DIRECTIONS FOR THIS TASK> Each line that includes "free" must be copied from the records.
***** DATA LISTING *****
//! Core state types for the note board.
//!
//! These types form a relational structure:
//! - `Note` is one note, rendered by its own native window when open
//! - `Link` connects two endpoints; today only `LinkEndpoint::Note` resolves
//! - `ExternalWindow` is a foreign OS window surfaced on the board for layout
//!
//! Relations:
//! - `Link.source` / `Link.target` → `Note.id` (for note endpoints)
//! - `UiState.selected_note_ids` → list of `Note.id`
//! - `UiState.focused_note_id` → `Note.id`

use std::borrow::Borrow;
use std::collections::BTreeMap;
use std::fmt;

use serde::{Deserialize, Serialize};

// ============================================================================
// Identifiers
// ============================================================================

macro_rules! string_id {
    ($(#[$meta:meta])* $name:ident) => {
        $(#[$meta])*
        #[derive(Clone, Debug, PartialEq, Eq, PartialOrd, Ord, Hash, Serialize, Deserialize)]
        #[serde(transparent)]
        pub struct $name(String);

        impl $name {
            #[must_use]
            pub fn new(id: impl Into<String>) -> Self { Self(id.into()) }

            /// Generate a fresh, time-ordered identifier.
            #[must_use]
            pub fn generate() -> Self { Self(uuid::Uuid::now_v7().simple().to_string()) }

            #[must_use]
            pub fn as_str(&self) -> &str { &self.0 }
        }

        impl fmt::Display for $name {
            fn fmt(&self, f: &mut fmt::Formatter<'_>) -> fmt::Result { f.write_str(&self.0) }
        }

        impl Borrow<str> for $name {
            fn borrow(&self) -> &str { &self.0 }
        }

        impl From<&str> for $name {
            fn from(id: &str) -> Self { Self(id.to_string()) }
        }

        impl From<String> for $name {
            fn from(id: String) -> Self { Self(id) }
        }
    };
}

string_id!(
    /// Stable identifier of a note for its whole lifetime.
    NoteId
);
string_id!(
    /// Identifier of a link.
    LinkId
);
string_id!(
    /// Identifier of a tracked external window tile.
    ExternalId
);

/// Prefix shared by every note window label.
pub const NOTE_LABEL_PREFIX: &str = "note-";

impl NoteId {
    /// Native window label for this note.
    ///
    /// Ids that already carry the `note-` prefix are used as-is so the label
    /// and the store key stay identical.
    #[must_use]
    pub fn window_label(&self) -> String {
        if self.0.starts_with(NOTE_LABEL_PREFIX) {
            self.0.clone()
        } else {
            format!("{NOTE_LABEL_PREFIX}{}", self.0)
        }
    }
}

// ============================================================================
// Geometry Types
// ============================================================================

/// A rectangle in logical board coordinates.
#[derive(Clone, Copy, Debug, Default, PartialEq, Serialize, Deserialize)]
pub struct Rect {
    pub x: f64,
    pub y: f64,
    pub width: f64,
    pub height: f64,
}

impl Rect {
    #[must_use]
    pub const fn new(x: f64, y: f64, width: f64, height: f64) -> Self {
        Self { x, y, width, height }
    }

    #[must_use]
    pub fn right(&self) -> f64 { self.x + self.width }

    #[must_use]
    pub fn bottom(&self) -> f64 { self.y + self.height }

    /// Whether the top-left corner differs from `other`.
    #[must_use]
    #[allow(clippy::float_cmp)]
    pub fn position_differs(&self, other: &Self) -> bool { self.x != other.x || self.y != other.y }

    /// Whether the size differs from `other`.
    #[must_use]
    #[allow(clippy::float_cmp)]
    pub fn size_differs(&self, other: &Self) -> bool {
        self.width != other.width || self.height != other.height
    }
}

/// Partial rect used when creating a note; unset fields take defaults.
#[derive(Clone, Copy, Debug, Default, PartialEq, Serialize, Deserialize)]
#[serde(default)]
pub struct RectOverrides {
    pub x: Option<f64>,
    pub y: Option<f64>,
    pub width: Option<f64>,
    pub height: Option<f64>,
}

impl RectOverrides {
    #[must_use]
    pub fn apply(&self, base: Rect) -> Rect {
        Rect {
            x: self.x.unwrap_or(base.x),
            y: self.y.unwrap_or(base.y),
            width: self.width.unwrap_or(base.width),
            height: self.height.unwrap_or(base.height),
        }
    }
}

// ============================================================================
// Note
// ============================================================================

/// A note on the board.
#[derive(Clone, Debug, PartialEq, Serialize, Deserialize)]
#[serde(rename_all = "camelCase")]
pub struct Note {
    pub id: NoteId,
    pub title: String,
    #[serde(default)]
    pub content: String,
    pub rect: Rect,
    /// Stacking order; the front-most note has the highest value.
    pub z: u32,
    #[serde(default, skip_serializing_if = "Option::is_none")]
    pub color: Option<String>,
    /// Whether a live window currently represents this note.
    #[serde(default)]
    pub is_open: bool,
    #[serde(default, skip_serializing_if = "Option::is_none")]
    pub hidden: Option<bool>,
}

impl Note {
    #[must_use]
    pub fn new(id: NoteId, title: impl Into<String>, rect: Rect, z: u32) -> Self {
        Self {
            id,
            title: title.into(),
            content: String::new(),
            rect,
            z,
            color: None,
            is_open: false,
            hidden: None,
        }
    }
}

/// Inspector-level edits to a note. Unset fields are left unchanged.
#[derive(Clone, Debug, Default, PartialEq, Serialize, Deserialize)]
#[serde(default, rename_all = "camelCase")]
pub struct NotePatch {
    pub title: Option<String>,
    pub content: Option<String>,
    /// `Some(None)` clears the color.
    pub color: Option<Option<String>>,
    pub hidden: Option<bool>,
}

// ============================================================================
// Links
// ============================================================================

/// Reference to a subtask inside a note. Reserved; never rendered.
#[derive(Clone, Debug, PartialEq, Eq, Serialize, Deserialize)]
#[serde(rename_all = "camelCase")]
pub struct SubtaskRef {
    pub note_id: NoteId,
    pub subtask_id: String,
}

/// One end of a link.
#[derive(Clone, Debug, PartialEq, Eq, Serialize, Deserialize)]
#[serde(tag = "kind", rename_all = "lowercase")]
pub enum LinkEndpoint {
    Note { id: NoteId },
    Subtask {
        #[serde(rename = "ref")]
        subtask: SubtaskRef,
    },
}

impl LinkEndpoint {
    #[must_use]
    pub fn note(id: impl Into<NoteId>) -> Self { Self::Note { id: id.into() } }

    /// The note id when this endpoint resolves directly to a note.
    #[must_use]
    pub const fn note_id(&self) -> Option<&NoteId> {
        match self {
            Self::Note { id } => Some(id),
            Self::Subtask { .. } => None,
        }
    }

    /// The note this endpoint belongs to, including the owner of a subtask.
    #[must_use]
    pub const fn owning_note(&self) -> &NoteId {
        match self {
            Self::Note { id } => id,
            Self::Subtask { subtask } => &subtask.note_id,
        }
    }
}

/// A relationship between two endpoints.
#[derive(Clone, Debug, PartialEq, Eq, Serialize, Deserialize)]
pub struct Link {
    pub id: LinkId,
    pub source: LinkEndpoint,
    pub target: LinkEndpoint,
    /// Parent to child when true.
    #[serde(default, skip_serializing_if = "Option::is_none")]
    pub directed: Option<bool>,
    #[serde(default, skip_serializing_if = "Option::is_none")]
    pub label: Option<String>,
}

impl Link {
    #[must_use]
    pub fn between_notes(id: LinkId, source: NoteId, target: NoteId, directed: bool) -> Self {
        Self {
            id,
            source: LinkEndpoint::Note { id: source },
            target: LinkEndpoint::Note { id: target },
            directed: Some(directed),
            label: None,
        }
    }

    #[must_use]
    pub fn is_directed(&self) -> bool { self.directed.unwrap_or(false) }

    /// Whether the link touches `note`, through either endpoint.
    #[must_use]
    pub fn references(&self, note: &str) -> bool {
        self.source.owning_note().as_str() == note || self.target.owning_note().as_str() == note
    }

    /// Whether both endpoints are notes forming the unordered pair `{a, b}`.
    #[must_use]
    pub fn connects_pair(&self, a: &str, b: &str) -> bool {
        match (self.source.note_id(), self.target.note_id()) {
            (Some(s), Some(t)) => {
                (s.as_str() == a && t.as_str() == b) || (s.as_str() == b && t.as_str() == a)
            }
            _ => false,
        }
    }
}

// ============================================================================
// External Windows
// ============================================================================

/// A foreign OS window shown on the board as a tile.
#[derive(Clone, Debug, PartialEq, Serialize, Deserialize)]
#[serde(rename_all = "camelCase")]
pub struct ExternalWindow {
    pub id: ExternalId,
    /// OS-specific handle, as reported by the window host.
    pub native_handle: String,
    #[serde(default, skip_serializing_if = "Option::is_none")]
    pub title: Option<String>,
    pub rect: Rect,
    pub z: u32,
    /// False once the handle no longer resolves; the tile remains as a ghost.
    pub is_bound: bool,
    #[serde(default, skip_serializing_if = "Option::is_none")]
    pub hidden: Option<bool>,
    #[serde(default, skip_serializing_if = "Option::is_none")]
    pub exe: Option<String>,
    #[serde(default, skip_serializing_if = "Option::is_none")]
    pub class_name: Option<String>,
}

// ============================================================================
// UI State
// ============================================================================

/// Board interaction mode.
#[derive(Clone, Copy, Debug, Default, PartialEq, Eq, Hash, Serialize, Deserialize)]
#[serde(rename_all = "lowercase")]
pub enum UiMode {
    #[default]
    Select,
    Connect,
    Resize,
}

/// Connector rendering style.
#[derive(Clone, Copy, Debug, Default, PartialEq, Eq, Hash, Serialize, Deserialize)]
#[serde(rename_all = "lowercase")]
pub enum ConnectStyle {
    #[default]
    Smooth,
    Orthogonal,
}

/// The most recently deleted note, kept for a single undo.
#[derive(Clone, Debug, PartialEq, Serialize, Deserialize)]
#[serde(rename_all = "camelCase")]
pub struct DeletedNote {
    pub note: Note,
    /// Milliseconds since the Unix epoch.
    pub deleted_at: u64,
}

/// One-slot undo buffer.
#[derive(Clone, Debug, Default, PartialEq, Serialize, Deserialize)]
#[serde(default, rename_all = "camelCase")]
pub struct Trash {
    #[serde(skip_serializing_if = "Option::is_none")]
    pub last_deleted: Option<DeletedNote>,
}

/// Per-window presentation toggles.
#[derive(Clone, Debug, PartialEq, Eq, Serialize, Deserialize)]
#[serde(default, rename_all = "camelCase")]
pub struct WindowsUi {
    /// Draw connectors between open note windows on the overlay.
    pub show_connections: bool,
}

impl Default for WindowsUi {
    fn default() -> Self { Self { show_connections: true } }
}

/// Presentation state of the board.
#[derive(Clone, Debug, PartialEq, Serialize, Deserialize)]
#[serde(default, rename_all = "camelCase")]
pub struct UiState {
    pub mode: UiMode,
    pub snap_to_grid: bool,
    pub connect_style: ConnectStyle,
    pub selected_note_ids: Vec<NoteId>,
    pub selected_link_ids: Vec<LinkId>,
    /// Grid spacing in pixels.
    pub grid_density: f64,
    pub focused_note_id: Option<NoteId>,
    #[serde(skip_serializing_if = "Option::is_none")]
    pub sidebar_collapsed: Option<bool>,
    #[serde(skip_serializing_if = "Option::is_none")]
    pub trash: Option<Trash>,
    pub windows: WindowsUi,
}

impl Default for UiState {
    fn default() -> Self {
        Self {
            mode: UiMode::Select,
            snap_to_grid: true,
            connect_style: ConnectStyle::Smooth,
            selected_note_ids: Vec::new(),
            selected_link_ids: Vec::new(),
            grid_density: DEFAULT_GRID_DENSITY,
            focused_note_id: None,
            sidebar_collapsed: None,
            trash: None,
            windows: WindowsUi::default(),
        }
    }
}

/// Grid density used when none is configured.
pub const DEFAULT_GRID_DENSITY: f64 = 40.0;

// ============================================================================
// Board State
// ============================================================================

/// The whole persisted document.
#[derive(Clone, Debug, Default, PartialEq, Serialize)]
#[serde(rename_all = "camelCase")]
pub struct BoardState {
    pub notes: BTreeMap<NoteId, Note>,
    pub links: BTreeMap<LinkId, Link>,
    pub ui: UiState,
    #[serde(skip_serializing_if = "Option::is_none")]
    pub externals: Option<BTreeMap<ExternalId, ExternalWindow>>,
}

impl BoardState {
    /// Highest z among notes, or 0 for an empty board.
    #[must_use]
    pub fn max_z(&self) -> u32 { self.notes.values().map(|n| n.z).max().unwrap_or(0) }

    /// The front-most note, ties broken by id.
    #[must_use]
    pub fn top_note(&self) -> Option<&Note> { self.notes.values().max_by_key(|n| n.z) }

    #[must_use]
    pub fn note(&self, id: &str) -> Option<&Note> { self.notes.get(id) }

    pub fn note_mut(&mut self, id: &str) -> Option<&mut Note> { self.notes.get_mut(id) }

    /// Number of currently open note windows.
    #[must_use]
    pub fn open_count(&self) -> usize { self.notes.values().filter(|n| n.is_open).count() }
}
*****
***** DATA LISTING *****
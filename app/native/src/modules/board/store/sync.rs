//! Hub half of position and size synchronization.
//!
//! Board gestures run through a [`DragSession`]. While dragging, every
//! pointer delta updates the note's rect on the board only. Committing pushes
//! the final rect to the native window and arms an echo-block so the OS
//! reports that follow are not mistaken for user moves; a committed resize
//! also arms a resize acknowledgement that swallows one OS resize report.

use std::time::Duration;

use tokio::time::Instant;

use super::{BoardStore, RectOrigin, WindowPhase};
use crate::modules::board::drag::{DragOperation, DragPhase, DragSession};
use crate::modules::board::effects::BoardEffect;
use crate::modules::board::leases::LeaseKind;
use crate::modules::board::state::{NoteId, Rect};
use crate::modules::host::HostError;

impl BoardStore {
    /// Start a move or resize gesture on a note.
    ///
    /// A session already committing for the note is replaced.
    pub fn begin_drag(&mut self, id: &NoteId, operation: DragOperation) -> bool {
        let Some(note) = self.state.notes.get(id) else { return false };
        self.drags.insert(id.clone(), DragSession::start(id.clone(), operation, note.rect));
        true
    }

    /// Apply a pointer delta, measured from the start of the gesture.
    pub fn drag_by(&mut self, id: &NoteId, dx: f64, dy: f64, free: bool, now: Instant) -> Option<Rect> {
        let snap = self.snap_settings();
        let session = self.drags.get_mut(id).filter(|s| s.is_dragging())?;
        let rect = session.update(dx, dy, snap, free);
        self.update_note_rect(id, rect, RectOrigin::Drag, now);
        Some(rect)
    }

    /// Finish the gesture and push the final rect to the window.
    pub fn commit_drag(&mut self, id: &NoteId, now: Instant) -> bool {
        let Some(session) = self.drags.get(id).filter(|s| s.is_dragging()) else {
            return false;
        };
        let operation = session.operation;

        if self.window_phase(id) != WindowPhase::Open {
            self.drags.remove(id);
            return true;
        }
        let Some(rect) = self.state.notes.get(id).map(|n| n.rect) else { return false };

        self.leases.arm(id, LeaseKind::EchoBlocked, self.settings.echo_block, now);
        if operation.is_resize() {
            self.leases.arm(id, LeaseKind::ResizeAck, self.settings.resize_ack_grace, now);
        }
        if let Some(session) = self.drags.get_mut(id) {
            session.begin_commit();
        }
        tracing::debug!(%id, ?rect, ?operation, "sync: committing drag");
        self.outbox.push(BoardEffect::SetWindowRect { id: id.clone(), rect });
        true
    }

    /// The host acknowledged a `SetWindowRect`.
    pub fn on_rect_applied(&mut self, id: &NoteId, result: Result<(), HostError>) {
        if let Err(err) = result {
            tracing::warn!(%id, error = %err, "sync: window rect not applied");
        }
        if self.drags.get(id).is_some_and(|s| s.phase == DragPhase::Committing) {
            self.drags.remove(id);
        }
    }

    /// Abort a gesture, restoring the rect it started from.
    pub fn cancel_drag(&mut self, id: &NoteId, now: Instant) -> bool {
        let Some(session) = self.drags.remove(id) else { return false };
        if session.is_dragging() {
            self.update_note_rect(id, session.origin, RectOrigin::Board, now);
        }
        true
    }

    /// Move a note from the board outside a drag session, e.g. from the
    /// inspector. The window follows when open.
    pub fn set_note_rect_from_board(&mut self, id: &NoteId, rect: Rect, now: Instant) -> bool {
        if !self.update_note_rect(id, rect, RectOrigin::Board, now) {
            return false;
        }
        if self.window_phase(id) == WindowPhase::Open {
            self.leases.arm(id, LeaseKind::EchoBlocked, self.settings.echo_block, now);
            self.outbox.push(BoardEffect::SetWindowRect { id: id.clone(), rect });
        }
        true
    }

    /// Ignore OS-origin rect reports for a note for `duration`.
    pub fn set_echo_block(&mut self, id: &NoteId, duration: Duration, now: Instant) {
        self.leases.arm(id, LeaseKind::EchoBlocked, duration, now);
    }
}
*****
PROBLEM SOLUTION>
    pub fn drag_by(&mut self, id: &NoteId, dx: f64, dy: f64, free: bool, now: Instant) -> Option<Rect> {
        let rect = session.update(dx, dy, snap, free);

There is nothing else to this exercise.